[[ SUPPLIED DATA open ]]

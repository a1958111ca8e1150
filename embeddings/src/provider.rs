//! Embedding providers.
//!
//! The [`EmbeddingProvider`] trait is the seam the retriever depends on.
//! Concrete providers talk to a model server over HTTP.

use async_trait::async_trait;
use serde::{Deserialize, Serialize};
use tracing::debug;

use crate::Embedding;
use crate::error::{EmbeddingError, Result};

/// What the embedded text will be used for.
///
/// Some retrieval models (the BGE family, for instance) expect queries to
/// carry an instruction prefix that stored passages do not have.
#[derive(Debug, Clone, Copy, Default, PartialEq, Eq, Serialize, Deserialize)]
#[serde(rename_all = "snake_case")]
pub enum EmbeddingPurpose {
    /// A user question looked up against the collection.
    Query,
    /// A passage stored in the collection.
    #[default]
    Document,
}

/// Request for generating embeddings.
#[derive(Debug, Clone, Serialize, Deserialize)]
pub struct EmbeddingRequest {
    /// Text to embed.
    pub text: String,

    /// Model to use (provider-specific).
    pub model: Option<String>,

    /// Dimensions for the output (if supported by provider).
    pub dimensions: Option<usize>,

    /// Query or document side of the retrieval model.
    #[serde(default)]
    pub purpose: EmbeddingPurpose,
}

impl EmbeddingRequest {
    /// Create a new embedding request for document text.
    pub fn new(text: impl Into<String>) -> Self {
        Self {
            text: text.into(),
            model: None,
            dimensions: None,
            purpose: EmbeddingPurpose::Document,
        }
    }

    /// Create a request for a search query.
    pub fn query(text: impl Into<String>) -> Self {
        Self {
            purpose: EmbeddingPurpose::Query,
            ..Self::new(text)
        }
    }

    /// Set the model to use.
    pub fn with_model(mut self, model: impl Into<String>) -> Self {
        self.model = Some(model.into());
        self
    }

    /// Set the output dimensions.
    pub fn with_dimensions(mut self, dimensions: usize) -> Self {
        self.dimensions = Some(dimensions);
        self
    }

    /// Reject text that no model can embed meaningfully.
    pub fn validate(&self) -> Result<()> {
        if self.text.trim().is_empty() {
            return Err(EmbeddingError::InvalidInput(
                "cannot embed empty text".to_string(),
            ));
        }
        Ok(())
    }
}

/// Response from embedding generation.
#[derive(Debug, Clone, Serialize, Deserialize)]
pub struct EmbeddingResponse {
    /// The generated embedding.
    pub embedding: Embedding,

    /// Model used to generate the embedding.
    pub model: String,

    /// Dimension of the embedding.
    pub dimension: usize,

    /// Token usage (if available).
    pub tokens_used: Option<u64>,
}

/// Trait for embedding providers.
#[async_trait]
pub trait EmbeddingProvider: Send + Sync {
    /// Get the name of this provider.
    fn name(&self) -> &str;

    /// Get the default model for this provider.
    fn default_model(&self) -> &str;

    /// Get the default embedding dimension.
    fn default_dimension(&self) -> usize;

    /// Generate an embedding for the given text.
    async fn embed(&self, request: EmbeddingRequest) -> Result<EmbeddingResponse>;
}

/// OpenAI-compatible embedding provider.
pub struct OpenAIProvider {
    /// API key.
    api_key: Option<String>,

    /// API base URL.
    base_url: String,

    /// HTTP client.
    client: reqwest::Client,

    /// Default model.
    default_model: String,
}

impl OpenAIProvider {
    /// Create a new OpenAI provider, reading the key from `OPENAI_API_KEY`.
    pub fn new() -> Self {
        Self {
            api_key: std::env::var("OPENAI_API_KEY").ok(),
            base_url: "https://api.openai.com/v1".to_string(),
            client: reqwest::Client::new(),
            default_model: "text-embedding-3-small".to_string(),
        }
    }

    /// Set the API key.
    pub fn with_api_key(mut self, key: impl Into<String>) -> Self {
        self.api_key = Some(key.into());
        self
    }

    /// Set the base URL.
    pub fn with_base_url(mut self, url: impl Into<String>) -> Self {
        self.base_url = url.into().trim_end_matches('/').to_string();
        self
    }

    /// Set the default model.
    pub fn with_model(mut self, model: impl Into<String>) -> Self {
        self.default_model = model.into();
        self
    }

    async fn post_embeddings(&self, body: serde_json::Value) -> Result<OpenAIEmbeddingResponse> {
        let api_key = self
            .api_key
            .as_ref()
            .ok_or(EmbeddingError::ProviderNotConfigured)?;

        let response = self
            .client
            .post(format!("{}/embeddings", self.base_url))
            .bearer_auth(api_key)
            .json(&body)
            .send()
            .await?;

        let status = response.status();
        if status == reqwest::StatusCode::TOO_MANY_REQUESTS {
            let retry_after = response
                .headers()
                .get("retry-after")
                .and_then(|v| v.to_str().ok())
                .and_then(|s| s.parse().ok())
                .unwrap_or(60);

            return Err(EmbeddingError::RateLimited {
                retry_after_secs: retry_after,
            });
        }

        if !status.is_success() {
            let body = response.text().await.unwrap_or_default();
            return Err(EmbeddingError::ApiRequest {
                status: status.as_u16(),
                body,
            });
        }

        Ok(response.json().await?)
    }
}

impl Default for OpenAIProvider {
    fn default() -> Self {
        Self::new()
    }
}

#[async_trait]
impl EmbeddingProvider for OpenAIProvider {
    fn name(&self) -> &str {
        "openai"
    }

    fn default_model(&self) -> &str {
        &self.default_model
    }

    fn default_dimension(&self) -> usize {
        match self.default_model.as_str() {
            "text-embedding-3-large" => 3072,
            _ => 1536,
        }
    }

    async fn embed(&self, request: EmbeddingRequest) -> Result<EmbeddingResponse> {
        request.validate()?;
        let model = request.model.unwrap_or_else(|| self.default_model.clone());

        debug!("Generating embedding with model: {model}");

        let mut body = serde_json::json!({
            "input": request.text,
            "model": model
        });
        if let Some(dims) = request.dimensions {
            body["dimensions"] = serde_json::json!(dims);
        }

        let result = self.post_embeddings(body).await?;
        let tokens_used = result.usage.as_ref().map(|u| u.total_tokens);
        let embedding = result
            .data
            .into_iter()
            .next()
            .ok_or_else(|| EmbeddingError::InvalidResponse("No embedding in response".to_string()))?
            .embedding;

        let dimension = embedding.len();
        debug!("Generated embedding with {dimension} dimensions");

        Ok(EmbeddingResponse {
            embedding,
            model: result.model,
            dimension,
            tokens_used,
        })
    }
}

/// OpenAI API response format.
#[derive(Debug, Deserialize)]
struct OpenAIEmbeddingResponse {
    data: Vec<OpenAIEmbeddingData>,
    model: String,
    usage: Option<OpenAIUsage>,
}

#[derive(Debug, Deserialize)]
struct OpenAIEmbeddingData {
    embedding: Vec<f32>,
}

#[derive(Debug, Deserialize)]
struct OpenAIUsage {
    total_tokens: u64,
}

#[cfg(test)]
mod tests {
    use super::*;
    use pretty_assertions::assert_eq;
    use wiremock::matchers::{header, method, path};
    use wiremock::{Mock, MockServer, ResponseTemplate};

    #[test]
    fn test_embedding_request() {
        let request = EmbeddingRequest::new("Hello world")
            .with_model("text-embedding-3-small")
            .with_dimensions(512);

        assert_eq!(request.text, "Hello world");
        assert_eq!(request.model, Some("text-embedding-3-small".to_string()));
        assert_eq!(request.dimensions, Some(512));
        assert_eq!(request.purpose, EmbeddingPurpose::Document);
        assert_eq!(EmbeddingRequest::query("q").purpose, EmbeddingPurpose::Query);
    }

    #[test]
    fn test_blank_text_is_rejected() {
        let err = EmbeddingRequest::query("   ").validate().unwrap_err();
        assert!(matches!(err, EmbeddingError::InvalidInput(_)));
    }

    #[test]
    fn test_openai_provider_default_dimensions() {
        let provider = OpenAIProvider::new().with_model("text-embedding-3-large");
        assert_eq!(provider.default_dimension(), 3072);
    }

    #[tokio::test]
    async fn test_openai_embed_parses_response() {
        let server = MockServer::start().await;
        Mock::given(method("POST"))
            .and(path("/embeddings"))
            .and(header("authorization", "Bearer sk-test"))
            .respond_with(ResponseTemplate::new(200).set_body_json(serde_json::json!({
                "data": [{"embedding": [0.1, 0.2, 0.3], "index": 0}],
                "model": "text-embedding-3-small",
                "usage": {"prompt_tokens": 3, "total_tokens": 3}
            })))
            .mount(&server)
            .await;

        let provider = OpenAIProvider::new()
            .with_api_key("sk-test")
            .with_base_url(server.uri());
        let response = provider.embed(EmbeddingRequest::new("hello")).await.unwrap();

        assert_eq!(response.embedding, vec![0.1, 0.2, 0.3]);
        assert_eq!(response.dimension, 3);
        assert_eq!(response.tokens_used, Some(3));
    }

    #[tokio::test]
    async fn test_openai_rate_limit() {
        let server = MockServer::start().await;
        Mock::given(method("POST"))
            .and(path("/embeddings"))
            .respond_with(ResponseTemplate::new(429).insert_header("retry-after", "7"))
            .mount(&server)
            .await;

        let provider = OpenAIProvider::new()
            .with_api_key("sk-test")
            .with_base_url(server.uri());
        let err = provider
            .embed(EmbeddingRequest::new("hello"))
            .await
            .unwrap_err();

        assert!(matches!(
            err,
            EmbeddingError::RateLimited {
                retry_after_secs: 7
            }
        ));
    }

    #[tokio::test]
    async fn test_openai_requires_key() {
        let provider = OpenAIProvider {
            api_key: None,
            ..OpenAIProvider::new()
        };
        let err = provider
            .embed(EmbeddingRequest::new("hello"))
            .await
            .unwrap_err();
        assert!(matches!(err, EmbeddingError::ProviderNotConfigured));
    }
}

[[ SUPPLIED DATA closed ]]
[[ SUPPLIED DATA open ]]

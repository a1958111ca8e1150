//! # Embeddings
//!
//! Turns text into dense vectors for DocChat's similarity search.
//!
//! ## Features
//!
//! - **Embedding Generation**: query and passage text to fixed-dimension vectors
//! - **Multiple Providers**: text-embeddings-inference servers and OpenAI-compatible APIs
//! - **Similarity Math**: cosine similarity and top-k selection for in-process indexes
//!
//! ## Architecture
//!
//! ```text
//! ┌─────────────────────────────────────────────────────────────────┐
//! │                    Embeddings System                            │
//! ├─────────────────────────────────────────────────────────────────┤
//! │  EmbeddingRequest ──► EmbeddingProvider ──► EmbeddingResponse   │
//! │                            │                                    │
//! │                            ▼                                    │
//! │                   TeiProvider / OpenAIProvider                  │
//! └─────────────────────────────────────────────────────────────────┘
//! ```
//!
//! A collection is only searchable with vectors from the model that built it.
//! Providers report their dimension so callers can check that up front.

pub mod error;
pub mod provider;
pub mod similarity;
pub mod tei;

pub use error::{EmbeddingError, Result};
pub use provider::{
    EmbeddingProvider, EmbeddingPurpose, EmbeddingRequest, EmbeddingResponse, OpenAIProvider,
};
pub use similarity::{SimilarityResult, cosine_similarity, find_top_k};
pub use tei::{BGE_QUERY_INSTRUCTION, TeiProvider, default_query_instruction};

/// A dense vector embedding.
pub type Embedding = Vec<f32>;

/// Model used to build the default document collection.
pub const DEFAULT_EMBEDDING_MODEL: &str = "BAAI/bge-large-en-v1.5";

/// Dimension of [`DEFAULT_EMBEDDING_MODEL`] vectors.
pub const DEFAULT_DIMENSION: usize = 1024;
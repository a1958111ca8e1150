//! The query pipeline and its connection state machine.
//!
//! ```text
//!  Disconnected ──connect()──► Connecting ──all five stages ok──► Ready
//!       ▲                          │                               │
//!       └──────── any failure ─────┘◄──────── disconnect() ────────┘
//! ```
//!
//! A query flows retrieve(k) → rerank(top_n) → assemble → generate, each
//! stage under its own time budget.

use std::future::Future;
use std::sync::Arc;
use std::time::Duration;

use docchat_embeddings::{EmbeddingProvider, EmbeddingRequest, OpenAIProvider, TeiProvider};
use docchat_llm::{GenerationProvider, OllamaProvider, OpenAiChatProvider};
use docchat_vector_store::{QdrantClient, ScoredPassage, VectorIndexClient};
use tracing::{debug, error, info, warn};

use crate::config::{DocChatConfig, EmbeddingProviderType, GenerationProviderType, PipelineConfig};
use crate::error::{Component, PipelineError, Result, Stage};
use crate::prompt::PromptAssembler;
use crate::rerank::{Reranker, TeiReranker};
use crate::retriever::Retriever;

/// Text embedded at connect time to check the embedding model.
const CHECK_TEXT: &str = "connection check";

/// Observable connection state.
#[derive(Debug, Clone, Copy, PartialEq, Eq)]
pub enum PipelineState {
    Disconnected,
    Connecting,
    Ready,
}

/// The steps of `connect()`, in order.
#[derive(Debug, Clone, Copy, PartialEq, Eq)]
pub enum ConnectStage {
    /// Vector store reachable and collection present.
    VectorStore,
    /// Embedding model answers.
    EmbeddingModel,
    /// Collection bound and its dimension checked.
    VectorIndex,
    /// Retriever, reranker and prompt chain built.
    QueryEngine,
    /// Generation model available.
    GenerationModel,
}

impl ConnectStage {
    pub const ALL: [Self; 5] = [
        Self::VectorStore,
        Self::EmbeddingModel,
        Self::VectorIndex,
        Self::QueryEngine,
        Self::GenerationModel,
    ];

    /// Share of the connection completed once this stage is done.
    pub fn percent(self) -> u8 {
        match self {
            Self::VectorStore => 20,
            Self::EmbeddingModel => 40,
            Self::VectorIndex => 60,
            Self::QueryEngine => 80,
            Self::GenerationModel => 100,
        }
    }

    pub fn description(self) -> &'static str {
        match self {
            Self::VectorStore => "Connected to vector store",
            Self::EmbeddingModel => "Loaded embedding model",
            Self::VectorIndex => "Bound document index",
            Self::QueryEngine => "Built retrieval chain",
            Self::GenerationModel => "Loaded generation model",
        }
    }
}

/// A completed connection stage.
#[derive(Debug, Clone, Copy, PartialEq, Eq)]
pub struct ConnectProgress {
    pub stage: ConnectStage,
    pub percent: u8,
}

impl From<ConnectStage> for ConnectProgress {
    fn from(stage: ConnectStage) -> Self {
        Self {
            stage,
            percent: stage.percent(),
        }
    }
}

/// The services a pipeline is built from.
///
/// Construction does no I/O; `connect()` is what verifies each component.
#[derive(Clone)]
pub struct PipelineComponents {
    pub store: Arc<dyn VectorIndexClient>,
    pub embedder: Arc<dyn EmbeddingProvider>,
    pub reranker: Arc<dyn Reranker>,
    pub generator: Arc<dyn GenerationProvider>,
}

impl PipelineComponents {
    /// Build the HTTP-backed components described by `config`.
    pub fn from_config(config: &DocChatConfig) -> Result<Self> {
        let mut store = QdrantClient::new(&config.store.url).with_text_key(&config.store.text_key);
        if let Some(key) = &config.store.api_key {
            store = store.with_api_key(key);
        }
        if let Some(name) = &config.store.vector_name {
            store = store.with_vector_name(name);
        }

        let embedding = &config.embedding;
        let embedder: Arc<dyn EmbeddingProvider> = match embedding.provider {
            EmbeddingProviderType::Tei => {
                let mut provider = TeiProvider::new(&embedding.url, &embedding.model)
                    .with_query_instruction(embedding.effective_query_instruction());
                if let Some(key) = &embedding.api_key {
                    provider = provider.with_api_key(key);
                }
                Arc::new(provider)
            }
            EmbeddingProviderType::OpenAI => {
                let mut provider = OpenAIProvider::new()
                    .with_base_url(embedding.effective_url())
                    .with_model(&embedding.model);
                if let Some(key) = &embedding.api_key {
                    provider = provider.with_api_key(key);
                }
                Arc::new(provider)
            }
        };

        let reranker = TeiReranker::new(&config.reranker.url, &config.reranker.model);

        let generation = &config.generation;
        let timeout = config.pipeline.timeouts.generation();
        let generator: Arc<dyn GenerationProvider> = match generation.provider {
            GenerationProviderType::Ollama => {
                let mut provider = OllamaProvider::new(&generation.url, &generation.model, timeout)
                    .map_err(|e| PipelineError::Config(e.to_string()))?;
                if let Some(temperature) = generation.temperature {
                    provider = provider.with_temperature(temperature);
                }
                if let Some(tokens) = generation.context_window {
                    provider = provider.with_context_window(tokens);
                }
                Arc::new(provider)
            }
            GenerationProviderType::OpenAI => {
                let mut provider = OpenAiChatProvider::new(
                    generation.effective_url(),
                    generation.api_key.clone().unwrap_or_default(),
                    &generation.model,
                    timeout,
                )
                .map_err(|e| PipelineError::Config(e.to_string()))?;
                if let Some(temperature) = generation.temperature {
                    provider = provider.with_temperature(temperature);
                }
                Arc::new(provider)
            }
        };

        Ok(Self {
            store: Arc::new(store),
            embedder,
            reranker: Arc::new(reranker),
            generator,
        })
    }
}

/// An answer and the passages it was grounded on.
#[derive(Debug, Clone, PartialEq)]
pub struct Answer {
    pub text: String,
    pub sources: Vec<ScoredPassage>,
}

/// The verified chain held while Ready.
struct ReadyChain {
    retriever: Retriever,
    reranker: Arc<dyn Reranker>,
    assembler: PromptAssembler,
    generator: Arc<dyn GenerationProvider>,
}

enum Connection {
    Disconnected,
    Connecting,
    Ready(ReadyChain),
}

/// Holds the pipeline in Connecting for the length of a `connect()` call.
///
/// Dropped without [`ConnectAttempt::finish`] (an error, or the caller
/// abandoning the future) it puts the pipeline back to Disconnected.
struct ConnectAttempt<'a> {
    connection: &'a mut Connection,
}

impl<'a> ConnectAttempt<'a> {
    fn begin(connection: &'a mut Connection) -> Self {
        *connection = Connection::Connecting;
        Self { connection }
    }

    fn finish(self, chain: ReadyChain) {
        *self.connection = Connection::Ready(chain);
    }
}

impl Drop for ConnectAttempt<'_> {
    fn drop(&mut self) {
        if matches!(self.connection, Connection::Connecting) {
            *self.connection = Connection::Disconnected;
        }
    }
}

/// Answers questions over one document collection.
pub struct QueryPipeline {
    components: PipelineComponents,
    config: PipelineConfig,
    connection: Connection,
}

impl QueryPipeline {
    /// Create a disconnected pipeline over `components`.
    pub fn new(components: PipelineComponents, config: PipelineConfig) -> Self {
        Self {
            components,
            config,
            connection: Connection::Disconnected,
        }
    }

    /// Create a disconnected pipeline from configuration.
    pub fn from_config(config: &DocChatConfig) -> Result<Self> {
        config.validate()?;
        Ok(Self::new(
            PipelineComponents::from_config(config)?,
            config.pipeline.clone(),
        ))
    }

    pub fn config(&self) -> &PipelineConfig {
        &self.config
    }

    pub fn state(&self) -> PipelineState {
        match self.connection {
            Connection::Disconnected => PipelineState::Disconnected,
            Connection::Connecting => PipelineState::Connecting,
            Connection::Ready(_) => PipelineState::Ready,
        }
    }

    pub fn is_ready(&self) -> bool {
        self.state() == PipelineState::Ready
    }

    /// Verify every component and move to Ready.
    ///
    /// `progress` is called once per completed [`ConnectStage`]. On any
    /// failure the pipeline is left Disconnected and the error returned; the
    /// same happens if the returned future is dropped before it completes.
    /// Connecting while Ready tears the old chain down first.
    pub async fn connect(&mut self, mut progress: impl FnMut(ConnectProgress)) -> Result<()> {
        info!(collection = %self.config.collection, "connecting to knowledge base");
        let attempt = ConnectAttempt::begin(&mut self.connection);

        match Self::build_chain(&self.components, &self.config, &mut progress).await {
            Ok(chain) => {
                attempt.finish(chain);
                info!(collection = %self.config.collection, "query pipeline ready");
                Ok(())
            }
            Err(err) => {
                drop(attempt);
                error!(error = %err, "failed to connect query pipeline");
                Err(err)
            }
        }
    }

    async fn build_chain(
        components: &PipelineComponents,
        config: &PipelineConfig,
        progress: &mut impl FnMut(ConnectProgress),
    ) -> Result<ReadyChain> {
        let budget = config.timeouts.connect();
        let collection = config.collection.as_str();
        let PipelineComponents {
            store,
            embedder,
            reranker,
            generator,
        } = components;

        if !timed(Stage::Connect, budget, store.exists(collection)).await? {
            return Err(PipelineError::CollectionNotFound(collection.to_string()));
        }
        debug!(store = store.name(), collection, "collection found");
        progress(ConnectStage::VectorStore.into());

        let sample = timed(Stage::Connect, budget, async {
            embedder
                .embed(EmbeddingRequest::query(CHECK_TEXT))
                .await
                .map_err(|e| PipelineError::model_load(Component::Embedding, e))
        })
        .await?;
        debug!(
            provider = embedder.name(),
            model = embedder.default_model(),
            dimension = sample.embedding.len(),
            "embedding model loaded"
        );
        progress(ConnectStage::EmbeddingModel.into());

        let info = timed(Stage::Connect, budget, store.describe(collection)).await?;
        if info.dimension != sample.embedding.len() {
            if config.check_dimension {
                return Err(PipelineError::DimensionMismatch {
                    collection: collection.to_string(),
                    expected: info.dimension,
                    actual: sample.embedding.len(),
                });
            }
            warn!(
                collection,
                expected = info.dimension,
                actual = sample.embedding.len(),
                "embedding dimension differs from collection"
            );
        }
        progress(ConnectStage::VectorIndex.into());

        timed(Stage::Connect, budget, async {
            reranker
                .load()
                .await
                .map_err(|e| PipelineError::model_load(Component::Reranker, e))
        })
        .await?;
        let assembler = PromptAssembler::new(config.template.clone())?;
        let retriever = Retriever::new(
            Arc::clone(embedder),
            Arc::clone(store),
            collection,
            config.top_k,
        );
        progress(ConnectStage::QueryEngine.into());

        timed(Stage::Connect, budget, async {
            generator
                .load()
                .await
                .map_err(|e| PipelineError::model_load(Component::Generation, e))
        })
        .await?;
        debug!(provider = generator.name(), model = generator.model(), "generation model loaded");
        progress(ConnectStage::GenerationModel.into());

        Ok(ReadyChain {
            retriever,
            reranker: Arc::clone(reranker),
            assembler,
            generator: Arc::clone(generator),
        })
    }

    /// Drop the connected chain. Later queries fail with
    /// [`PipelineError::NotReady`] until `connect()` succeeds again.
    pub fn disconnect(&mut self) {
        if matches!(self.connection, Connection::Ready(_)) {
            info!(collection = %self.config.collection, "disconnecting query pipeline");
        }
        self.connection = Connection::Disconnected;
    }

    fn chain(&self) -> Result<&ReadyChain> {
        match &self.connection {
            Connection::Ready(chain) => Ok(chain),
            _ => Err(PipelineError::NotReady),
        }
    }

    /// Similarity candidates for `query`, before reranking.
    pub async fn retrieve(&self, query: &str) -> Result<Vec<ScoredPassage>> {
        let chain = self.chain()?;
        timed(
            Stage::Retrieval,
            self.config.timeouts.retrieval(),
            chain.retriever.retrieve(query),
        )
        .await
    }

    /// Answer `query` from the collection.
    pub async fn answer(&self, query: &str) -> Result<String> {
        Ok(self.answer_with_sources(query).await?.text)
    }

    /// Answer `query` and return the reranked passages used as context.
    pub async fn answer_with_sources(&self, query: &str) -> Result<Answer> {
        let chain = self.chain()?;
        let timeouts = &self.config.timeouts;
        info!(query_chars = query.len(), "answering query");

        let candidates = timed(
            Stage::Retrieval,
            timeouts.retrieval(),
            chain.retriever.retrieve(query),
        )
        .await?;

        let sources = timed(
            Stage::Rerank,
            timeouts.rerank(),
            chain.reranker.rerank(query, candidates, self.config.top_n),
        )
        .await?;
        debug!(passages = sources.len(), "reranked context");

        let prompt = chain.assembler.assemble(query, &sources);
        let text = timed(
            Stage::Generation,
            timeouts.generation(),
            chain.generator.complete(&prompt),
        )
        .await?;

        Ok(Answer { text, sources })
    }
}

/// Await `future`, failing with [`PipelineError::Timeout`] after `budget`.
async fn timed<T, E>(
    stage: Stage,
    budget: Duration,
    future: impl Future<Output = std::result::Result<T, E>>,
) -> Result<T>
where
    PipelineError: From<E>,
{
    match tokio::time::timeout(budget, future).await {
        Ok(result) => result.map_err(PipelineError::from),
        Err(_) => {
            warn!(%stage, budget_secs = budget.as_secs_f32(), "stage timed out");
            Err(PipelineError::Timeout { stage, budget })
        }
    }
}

[[ SUPPLIED DATA closed ]]

TASK ITEM - Scan the entries for the word "ResponseTemplate". Report each line that has it.

REPLY -
    use wiremock::{Mock, MockServer, ResponseTemplate};
            .respond_with(ResponseTemplate::new(200).set_body_json(serde_json::json!({
            .respond_with(ResponseTemplate::new(429).insert_header("retry-after", "7"))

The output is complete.